FAQ: Bidding on the James Halliday Collection
Thursday, September 10, 2020 in News
FAQ Bidding on the James Halliday Collection
So, you want to bid on a slice of wine history. By purchasing a bottle from James Halliday's private cellar, you will join a select few who are fortunate enough to taste wines personally collected by Australia's foremost wine critic. With so much interest comes plenty of questions. Before you bid, take a moment to browse our most frequently asked questions about the James Halliday auction catalogue.
Why is James selling his wines?
James has been collecting, drinking, judging and educating on wine for the majority of his life and has amassed an astonishing cellar. Now, at 82 years of age, James recognises that he won't get the opportunity to drink every bottle, so he feels it's time for others to share in the magic of his collection.
What should I do once my wine arrives?
Set it down in a cool, dark place for a day or two. This allows the wine to settle back into itself and removes what we term 'bottle shock' – a muting of flavours and aromatics common following a wine's transportation.
What's the sticker on the bottle?
We have affixed a special sticker to each bottle to show provenance. It proves that the wine was stored in James' cellar as part of his personal wine selection. A great talking point at your next dinner party!
Can I continue to cellar these wines into the future?
Of course you can, but be mindful that many of these wines are ready to drink now. The storage has been done for you in James' personal cellar in Victoria.
Are James' cellar conditions right for storing wine long-term?
As you would expect from Australia's greatest wine name, James' cellar was specially constructed to house wine at moderate temperatures, a constant 14-16 degrees throughout the year.
Some of the wine looks to have evaporated from the bottle. Does that mean the wine is off?
Not at all. Wine can diminish from a bottle for a number of reasons. In the case of old bottles, the space left when wine does leak out isn't necessarily oxygen, but rather nitrogen, an inert gas that doesn't do harm to the wine. So a wine showing low shoulder height doesn't necessarily mean the wine has gone bad. See what our friend Huon Hooke recently said on the matter.

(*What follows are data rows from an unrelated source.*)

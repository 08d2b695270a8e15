// SPDX-License-Identifier: GPL-3.0-only

//! Core types for scan results
//!
//! A decoded payload is classified once into a [`QrAction`] and carried as a
//! [`DecodedResult`]; [`ActionAvailability`] is derived from it for the
//! copy/share/open buttons.

use chrono::{DateTime, Local};
use url::Url;

/// A rectangular region within a frame
///
/// Coordinates are normalized (0.0 to 1.0) relative to the frame dimensions.
#[derive(Debug, Clone, PartialEq)]
pub struct FrameRegion {
    /// Left edge (0.0 = left of frame, 1.0 = right of frame)
    pub x: f32,
    /// Top edge (0.0 = top of frame, 1.0 = bottom of frame)
    pub y: f32,
    /// Width as fraction of frame width
    pub width: f32,
    /// Height as fraction of frame height
    pub height: f32,
}

impl FrameRegion {
    /// Create a frame region from pixel coordinates
    pub fn from_pixels(
        x: u32,
        y: u32,
        width: u32,
        height: u32,
        frame_width: u32,
        frame_height: u32,
    ) -> Self {
        Self {
            x: x as f32 / frame_width as f32,
            y: y as f32 / frame_height as f32,
            width: width as f32 / frame_width as f32,
            height: height as f32 / frame_height as f32,
        }
    }

    /// Whole frame
    pub fn full() -> Self {
        Self {
            x: 0.0,
            y: 0.0,
            width: 1.0,
            height: 1.0,
        }
    }
}

/// WiFi security type parsed from QR code
#[derive(Debug, Clone, PartialEq, Eq)]
pub enum WifiSecurity {
    None,
    Wep,
    Wpa,
    Wpa2Enterprise,
    Wpa3,
}

impl WifiSecurity {
    /// Parse security type from WiFi QR code string
    pub fn parse(s: &str) -> Self {
        match s.to_uppercase().as_str() {
            "WEP" => Self::Wep,
            "WPA" | "WPA2" => Self::Wpa,
            "WPA2-EAP" | "WPA3-EAP" => Self::Wpa2Enterprise,
            "WPA3" | "SAE" => Self::Wpa3,
            "NOPASS" | "" => Self::None,
            _ => Self::Wpa,
        }
    }
}

/// Kind of payload a QR code carries
///
/// Only [`QrAction::Url`] unlocks the open action; the other kinds are shown
/// to the user so they know what they are about to copy or share.
#[derive(Debug, Clone, PartialEq)]
pub enum QrAction {
    /// http or https URL
    Url(String),

    /// WiFi network credentials
    Wifi {
        ssid: String,
        password: Option<String>,
        security: WifiSecurity,
        hidden: bool,
    },

    /// Plain text
    Text(String),

    /// Phone number (tel: URI)
    Phone(String),

    /// Email address (mailto: URI)
    Email {
        address: String,
        subject: Option<String>,
        body: Option<String>,
    },

    /// SMS message (sms: or smsto: URI)
    Sms {
        number: String,
        message: Option<String>,
    },

    /// Geographic location (geo: URI)
    Location {
        latitude: f64,
        longitude: f64,
        label: Option<String>,
    },

    /// vCard contact information
    Contact(String),

    /// Calendar event (VCALENDAR)
    Event(String),
}

impl QrAction {
    /// Classify decoded content
    ///
    /// Falls back to `Text` for unrecognized formats. Scheme-less host names
    /// stay `Text`: only explicit http/https URLs may be opened.
    pub fn parse(content: &str) -> Self {
        let trimmed = content.trim();

        if trimmed.starts_with("WIFI:") {
            return Self::parse_wifi(trimmed);
        }

        if let Some(url) = parse_web_url(trimmed) {
            return Self::Url(url.to_string());
        }

        if let Some(number) = trimmed.strip_prefix("tel:") {
            return Self::Phone(number.to_string());
        }

        if let Some(rest) = trimmed.strip_prefix("mailto:") {
            return Self::parse_mailto(rest);
        }

        if let Some(rest) = trimmed
            .strip_prefix("sms:")
            .or_else(|| trimmed.strip_prefix("smsto:"))
        {
            return Self::parse_sms(rest);
        }

        if let Some(location) = trimmed.strip_prefix("geo:").and_then(Self::parse_geo) {
            return location;
        }

        if trimmed.starts_with("BEGIN:VCARD") {
            return Self::Contact(trimmed.to_string());
        }

        if trimmed.starts_with("BEGIN:VCALENDAR") || trimmed.starts_with("BEGIN:VEVENT") {
            return Self::Event(trimmed.to_string());
        }

        Self::Text(trimmed.to_string())
    }

    /// Parse WiFi QR code format: `WIFI:T:WPA;S:network;P:password;H:true;;`
    fn parse_wifi(content: &str) -> Self {
        let mut ssid = String::new();
        let mut password = None;
        let mut security = WifiSecurity::None;
        let mut hidden = false;

        let content = content.strip_prefix("WIFI:").unwrap_or(content);
        let content = content.trim_end_matches(';');

        for part in content.split(';') {
            if let Some((key, value)) = part.split_once(':') {
                let value = value
                    .replace("\\;", ";")
                    .replace("\\:", ":")
                    .replace("\\\\", "\\")
                    .replace("\\,", ",");

                match key {
                    "S" => ssid = value,
                    "P" => password = Some(value),
                    "T" => security = WifiSecurity::parse(&value),
                    "H" => hidden = value.eq_ignore_ascii_case("true"),
                    _ => {}
                }
            }
        }

        Self::Wifi {
            ssid,
            password,
            security,
            hidden,
        }
    }

    fn parse_mailto(content: &str) -> Self {
        let (address, params) = content.split_once('?').unwrap_or((content, ""));

        let mut subject = None;
        let mut body = None;

        for (key, value) in query_pairs(params) {
            match key.to_lowercase().as_str() {
                "subject" => subject = Some(value),
                "body" => body = Some(value),
                _ => {}
            }
        }

        Self::Email {
            address: address.to_string(),
            subject,
            body,
        }
    }

    fn parse_sms(content: &str) -> Self {
        let (number, params) = content.split_once('?').unwrap_or((content, ""));

        let message = query_pairs(params)
            .into_iter()
            .find(|(key, _)| key.eq_ignore_ascii_case("body"))
            .map(|(_, value)| value);

        Self::Sms {
            number: number.to_string(),
            message,
        }
    }

    fn parse_geo(content: &str) -> Option<Self> {
        let (coords, params) = content.split_once('?').unwrap_or((content, ""));

        let mut parts = coords.split(',');
        let latitude = parts.next()?.trim().parse::<f64>().ok()?;
        let longitude = parts.next()?.trim().parse::<f64>().ok()?;

        let label = query_pairs(params)
            .into_iter()
            .find(|(key, _)| key == "q" || key == "label")
            .map(|(_, value)| value);

        Some(Self::Location {
            latitude,
            longitude,
            label,
        })
    }

    /// Short human-readable kind, shown next to the result
    pub fn kind_label(&self) -> &'static str {
        match self {
            Self::Url(_) => "Link",
            Self::Wifi { .. } => "WiFi",
            Self::Text(_) => "Text",
            Self::Phone(_) => "Phone",
            Self::Email { .. } => "Email",
            Self::Sms { .. } => "SMS",
            Self::Location { .. } => "Location",
            Self::Contact(_) => "Contact",
            Self::Event(_) => "Event",
        }
    }
}

/// Split `a=1&b=2` into decoded pairs; `+` means space as in form encoding
fn query_pairs(params: &str) -> Vec<(String, String)> {
    params
        .split('&')
        .filter_map(|param| param.split_once('='))
        .map(|(key, value)| {
            let value = value.replace('+', " ");
            let value = urlencoding::decode(&value)
                .map(|v| v.into_owned())
                .unwrap_or(value);
            (key.to_string(), value)
        })
        .collect()
}

/// Parse `text` as an http or https URL with a host
pub fn parse_web_url(text: &str) -> Option<Url> {
    let url = Url::parse(text.trim()).ok()?;
    match url.scheme() {
        "http" | "https" if url.host().is_some() => Some(url),
        _ => None,
    }
}

/// Whether `text` is an http or https URL
pub fn is_web_url(text: &str) -> bool {
    parse_web_url(text).is_some()
}

/// A detected QR code with its location and parsed content
#[derive(Debug, Clone, PartialEq)]
pub struct QrDetection {
    /// Bounding box of the QR code in normalized frame coordinates
    pub bounds: FrameRegion,
    /// Raw content decoded from the QR code
    pub content: String,
    /// Parsed action based on content type
    pub action: QrAction,
}

impl QrDetection {
    pub fn new(bounds: FrameRegion, content: String) -> Self {
        let action = QrAction::parse(&content);
        Self {
            bounds,
            content,
            action,
        }
    }
}

/// The result currently shown to the user
#[derive(Debug, Clone, PartialEq)]
pub struct DecodedResult {
    /// Text exactly as decoded
    pub text: String,
    /// Classification of the text
    pub action: QrAction,
    /// Where the code was seen, if it came from a camera frame
    pub bounds: Option<FrameRegion>,
    pub scanned_at: DateTime<Local>,
}

impl DecodedResult {
    pub fn new(text: impl Into<String>) -> Self {
        let text = text.into();
        Self {
            action: QrAction::parse(&text),
            text,
            bounds: None,
            scanned_at: Local::now(),
        }
    }

    /// Result from a detection, keeping its bounding box
    pub fn from_detection(detection: QrDetection) -> Self {
        Self {
            text: detection.content,
            action: detection.action,
            bounds: Some(detection.bounds),
            scanned_at: Local::now(),
        }
    }

    /// The text as a web URL, when it is one
    pub fn web_url(&self) -> Option<Url> {
        parse_web_url(&self.text)
    }

    pub fn is_web_url(&self) -> bool {
        self.web_url().is_some()
    }
}

/// Which result actions are enabled
#[derive(Debug, Clone, Copy, PartialEq, Eq, Default)]
pub struct ActionAvailability {
    pub copy: bool,
    pub share: bool,
    pub open: bool,
}

impl ActionAvailability {
    /// Derive availability from the current result
    pub fn for_result(result: Option<&DecodedResult>) -> Self {
        match result {
            Some(result) if !result.text.is_empty() => Self {
                copy: true,
                share: true,
                open: result.is_web_url(),
            },
            _ => Self::default(),
        }
    }
}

The labels are old and scratched. Why?
These wines are old and old wine labels will often show damage, no matter how careful the owner is.
There is a lot of old wine from wineries I have never heard of. Why?
James has been in the wine industry since the 70s, when the Australian wine industry was young. He was able to procure bottles from brilliant wineries and friends, many of whom did not survive Australia's global wine push for whatever reason. These wines are part of the history of the industry—rare collectors items that may not be seen again. Put it this way, if James has held onto it, there's a very good reason for it.
Will every bottle I buy from this auction be perfect?
Hopefully yes, but realistically, no. Our specialist team have spent weeks closely assessing and cataloguing each of these wines, but, as with all wine, not every bottle will be perfect.
If my wine doesn't taste right do I get a refund?
As with all of our auction wines, these too are buyer beware. Please look at the photos closely and read the information provided before bidding.